(Collected data entries)
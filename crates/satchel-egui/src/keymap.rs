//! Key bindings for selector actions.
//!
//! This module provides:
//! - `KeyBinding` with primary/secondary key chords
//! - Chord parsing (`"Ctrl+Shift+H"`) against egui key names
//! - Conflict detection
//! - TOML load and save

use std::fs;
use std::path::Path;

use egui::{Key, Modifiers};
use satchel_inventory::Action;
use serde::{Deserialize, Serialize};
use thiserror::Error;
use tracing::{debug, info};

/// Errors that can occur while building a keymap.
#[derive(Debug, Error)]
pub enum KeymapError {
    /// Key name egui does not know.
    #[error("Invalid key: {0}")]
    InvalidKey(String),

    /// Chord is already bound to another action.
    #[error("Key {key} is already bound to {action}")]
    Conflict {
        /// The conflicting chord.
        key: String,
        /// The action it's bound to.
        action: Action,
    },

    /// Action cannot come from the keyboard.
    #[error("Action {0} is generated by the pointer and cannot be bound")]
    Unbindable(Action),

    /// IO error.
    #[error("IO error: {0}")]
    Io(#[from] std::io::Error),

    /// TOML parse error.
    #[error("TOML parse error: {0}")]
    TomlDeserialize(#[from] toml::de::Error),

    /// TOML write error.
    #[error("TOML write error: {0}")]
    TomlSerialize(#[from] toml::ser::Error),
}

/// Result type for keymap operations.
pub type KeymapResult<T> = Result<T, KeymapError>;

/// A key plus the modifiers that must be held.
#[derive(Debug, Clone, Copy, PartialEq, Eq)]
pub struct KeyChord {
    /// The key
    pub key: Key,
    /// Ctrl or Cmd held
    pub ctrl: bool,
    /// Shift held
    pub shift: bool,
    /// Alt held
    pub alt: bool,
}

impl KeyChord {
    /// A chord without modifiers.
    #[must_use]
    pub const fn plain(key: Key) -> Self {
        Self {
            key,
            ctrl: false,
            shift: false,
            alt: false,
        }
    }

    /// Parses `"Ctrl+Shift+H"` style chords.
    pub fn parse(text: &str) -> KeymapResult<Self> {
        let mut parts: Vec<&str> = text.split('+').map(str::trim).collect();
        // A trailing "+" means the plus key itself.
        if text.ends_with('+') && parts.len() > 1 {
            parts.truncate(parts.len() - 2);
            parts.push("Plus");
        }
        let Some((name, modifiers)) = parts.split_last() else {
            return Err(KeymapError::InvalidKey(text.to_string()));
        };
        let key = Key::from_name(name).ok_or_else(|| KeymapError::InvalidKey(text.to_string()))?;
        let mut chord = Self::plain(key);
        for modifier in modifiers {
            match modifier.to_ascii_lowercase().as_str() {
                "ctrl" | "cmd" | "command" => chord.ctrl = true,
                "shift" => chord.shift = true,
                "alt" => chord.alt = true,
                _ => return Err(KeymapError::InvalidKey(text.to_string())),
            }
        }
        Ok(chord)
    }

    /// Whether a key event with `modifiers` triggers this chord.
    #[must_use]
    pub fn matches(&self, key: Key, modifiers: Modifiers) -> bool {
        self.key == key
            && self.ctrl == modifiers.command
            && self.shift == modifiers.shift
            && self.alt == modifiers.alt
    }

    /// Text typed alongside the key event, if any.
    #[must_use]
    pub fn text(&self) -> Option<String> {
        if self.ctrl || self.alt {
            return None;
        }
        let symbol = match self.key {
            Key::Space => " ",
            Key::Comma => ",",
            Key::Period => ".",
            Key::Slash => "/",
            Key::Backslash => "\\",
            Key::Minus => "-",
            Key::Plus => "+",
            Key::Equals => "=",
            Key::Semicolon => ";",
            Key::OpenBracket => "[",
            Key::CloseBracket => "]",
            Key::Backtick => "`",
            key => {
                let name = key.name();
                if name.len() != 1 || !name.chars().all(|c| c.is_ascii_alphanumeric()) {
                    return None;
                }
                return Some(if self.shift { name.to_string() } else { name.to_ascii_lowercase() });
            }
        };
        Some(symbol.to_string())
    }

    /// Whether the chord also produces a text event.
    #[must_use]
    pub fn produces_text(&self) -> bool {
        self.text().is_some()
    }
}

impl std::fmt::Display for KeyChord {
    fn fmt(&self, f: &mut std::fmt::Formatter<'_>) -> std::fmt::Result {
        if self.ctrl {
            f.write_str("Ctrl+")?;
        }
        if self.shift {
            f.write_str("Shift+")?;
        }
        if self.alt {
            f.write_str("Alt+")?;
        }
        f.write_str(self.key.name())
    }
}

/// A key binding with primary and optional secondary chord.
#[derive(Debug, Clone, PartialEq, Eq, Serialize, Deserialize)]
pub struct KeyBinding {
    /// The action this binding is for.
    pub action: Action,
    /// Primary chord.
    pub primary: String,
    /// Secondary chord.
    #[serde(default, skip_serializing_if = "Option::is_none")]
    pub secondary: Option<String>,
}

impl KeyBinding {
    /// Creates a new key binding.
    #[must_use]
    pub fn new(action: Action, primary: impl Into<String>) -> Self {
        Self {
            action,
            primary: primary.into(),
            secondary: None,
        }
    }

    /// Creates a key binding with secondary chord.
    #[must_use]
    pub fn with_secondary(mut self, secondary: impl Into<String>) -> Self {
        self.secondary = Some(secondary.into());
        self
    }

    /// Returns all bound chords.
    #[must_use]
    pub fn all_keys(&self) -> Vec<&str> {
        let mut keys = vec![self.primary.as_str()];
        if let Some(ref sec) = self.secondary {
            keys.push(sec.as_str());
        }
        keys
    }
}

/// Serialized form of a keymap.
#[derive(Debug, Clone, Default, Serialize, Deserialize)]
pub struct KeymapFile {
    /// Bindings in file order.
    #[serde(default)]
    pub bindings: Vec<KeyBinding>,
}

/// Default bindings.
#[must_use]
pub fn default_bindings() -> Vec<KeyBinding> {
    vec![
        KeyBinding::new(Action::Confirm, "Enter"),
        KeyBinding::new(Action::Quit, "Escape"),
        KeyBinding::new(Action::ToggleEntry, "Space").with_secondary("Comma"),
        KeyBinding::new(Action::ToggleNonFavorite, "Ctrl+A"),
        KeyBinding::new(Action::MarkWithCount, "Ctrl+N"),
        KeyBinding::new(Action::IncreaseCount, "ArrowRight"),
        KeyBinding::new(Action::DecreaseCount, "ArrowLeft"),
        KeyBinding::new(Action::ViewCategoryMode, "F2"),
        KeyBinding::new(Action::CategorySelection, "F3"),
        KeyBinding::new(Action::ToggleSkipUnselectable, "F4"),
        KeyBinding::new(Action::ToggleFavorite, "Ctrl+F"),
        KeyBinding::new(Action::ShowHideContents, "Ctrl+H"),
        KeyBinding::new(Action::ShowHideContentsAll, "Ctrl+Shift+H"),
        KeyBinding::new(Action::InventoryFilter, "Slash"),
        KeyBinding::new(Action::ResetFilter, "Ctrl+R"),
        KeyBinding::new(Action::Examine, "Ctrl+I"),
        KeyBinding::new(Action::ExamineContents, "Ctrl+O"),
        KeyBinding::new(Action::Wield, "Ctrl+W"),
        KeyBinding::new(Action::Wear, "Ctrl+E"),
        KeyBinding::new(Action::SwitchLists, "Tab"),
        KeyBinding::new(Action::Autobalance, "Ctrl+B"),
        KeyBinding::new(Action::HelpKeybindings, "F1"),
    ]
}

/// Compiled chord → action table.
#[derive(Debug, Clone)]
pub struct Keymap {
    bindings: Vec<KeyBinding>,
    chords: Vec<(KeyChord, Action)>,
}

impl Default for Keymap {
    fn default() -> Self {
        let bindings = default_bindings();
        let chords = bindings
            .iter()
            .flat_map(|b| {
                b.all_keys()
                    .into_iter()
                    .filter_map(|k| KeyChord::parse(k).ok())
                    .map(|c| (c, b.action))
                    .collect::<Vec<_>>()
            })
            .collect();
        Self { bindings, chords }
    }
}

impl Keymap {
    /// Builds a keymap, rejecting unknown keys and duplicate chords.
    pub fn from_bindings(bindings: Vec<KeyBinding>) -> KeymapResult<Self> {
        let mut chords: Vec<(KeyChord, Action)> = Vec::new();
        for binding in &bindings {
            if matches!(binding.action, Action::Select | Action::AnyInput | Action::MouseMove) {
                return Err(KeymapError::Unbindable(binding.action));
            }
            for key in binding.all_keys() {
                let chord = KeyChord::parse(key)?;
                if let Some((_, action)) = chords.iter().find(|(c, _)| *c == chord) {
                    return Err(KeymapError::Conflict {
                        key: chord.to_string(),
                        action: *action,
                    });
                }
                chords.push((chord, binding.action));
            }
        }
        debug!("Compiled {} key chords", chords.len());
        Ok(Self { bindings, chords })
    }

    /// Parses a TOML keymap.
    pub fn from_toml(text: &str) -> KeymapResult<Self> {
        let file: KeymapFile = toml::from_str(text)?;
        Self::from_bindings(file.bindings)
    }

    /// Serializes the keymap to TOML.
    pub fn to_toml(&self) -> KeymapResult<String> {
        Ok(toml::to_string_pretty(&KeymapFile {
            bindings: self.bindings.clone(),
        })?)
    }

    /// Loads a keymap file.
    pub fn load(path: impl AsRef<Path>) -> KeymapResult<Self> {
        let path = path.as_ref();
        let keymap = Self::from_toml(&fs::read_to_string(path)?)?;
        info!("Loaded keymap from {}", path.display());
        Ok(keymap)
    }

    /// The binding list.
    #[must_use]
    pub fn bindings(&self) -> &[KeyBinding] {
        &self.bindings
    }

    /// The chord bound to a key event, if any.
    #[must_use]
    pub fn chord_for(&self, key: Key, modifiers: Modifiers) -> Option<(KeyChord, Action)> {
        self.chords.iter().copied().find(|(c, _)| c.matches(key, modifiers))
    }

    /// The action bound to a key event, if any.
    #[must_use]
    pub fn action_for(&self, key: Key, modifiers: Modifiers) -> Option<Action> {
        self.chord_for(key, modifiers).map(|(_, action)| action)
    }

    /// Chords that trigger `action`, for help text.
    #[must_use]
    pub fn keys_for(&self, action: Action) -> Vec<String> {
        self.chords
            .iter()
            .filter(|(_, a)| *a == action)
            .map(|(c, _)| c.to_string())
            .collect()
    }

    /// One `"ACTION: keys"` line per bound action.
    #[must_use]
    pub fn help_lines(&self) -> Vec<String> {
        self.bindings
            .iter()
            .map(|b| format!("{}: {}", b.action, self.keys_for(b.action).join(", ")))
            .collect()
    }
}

---

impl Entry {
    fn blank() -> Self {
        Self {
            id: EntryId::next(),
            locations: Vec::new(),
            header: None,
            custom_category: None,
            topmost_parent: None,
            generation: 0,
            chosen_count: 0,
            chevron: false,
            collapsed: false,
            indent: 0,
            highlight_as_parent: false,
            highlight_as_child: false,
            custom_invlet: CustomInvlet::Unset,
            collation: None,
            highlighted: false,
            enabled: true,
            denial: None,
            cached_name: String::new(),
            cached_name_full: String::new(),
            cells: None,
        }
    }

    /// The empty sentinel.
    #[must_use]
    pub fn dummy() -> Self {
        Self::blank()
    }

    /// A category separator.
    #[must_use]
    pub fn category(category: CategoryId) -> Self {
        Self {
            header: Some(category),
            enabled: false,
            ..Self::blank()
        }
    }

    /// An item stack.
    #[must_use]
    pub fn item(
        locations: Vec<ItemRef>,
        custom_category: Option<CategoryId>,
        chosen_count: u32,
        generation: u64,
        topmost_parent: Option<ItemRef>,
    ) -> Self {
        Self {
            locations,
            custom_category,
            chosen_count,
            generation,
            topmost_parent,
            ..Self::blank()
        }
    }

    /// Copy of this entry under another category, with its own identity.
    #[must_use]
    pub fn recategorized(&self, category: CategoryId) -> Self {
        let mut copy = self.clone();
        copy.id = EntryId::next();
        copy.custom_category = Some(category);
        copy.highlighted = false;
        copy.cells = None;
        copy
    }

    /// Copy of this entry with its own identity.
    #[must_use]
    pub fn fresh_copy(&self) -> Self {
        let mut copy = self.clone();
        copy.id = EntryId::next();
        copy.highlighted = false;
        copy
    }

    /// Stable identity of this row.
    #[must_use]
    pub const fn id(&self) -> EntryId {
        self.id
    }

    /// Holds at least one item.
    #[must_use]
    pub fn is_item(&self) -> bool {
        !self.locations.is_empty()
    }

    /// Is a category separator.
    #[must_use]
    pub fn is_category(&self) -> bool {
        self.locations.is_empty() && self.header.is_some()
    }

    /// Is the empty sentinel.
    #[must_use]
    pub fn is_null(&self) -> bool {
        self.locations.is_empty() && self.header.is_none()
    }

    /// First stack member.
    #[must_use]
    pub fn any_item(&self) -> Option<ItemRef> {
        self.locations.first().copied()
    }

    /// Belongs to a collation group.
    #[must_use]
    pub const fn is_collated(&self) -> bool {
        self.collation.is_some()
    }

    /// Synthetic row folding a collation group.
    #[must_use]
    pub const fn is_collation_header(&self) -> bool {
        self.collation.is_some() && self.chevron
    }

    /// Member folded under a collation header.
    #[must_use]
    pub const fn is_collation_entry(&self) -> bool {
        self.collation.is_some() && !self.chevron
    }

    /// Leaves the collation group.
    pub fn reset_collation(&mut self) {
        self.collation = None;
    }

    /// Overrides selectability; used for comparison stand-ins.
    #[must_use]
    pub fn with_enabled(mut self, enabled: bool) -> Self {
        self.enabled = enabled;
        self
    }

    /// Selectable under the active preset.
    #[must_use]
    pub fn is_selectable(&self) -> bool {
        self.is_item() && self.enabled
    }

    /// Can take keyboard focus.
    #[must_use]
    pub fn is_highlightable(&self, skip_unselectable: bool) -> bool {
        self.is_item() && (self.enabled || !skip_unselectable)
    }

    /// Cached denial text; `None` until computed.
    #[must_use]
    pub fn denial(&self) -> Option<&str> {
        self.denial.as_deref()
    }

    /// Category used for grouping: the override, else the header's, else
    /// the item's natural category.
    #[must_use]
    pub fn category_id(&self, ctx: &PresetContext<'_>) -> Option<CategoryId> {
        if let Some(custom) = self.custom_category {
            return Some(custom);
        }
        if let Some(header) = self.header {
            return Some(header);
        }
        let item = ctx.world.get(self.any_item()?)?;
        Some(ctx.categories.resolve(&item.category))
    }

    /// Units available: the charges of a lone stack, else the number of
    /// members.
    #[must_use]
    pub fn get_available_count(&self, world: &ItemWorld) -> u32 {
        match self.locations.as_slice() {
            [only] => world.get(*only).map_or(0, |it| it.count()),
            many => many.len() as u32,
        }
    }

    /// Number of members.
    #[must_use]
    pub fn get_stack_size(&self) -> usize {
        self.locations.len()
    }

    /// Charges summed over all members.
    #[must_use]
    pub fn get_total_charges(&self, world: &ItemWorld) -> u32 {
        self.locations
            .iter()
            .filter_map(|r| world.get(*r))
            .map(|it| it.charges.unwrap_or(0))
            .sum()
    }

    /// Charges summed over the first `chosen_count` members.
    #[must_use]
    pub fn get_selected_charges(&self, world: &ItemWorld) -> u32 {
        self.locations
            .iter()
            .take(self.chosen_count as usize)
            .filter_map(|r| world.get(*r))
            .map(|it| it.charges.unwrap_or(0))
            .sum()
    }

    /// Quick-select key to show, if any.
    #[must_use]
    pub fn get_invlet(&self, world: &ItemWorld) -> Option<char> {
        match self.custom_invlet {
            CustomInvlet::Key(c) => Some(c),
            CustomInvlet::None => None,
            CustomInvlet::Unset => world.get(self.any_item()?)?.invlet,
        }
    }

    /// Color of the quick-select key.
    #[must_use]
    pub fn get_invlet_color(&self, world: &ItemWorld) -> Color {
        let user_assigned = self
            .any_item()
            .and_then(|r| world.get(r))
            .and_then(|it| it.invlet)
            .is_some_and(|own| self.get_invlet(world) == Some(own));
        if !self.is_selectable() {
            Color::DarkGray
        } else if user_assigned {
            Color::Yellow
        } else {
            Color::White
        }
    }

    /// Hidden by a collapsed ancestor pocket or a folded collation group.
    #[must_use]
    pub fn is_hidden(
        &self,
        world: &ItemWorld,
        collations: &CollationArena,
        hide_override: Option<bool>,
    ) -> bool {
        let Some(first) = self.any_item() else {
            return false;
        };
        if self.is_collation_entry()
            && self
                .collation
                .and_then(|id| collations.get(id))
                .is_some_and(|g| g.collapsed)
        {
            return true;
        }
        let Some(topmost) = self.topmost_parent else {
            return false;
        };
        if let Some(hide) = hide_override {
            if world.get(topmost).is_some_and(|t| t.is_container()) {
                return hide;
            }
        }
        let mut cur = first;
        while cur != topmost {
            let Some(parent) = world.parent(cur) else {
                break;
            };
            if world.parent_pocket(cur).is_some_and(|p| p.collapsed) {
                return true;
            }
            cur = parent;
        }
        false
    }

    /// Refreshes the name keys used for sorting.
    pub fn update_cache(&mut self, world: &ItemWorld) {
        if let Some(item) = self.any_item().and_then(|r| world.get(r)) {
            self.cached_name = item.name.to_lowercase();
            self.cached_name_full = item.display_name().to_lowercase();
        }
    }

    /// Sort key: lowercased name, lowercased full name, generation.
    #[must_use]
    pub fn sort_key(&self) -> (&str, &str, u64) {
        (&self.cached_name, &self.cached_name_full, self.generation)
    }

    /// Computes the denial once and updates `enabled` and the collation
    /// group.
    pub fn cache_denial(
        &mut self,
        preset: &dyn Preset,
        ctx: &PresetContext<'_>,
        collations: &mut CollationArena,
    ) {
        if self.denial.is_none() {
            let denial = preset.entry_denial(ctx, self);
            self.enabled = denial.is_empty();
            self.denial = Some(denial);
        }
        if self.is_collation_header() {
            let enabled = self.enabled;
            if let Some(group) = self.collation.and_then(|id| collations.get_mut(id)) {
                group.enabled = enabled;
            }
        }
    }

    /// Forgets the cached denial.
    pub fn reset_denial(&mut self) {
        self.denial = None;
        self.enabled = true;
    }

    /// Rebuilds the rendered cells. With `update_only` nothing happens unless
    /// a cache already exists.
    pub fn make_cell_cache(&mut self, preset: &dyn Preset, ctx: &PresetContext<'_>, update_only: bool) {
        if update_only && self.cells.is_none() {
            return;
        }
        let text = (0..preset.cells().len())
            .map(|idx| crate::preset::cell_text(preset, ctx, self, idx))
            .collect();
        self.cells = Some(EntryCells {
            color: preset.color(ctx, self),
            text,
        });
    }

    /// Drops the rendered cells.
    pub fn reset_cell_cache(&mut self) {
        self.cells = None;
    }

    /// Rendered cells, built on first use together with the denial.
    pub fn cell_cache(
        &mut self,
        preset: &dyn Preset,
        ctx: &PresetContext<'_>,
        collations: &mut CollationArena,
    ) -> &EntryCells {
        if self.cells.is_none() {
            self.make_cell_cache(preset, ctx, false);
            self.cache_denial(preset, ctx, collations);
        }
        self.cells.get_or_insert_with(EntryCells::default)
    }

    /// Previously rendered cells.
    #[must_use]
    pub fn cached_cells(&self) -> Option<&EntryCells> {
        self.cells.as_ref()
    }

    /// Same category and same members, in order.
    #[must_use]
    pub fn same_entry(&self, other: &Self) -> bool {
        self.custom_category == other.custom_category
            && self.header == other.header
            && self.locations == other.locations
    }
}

- Requirement
Across the entries, how many lines contain the word "path"? State that number and nothing else.

- Solution to this task
5